**PROVIDED INFORMATION:**
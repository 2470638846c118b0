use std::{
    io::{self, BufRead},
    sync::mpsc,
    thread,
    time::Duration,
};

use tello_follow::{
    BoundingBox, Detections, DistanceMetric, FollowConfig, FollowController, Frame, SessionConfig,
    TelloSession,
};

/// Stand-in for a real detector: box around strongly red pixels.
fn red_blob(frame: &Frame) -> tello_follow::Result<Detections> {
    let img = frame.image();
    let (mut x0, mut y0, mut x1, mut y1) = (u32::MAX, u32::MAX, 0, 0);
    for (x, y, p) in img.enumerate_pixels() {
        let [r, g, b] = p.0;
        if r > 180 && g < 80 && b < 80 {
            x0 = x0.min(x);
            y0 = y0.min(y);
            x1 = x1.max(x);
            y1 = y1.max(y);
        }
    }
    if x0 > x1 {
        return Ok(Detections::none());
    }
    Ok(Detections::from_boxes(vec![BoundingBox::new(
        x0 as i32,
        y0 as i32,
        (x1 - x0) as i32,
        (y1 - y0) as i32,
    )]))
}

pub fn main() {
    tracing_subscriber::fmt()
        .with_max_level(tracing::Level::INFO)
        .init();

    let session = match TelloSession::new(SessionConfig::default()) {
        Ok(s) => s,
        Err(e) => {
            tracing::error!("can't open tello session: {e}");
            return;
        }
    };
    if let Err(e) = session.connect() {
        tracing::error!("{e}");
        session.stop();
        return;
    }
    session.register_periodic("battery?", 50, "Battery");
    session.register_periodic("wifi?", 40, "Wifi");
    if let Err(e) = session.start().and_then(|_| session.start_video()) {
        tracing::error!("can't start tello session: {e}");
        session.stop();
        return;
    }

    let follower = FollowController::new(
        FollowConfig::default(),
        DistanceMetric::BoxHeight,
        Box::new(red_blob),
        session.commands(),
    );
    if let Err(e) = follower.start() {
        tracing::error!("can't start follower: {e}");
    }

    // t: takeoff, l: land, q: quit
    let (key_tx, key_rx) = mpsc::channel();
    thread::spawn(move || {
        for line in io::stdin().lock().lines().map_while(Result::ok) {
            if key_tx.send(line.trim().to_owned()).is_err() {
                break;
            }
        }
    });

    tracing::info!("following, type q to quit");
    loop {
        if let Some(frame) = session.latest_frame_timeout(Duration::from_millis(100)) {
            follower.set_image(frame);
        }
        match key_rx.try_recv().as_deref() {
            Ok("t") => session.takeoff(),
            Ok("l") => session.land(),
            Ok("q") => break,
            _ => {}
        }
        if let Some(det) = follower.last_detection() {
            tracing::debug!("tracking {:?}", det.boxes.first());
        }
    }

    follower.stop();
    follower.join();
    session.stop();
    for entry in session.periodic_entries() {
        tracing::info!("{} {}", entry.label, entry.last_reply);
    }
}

--

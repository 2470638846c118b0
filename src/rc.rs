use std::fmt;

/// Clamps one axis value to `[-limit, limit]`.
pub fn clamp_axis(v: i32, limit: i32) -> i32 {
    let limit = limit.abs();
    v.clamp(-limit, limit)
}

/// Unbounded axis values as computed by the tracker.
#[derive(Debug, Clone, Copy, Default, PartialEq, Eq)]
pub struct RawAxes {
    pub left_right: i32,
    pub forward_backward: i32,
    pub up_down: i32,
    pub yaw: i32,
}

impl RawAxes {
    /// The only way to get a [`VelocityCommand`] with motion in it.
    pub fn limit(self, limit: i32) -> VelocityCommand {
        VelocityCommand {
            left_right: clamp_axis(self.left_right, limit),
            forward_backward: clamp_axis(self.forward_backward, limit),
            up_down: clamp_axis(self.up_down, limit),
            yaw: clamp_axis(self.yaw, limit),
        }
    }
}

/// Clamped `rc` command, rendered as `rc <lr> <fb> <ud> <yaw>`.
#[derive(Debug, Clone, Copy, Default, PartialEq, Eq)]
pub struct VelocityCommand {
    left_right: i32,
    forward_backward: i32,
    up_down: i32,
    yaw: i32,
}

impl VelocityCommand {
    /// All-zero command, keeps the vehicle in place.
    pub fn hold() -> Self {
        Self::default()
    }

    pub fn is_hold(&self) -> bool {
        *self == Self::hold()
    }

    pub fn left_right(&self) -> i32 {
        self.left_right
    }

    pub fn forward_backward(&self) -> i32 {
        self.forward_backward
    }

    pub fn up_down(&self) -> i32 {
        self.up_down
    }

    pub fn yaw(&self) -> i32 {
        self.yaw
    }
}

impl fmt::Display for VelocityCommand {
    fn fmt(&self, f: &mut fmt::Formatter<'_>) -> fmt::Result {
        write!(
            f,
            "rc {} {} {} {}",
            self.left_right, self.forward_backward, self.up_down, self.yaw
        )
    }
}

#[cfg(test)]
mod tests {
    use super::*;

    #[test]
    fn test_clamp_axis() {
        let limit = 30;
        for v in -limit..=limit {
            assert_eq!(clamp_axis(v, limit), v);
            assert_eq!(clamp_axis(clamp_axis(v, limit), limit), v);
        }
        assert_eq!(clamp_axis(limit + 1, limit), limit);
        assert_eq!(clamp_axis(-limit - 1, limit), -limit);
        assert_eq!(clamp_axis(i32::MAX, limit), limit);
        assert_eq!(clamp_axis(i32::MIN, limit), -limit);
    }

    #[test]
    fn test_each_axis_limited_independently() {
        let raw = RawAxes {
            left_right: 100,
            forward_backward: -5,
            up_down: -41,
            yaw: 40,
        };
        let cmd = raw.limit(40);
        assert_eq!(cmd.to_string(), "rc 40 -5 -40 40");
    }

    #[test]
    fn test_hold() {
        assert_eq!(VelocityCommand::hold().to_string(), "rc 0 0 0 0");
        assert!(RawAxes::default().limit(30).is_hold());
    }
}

**PROBLEM:**
For each line of the entries that holds the word "error", pull that line out.

**RESULT OF THE EXERCISE:**
            tracing::error!("can't open tello session: {e}");
        tracing::error!("{e}");
        tracing::error!("can't start tello session: {e}");
        tracing::error!("can't start follower: {e}");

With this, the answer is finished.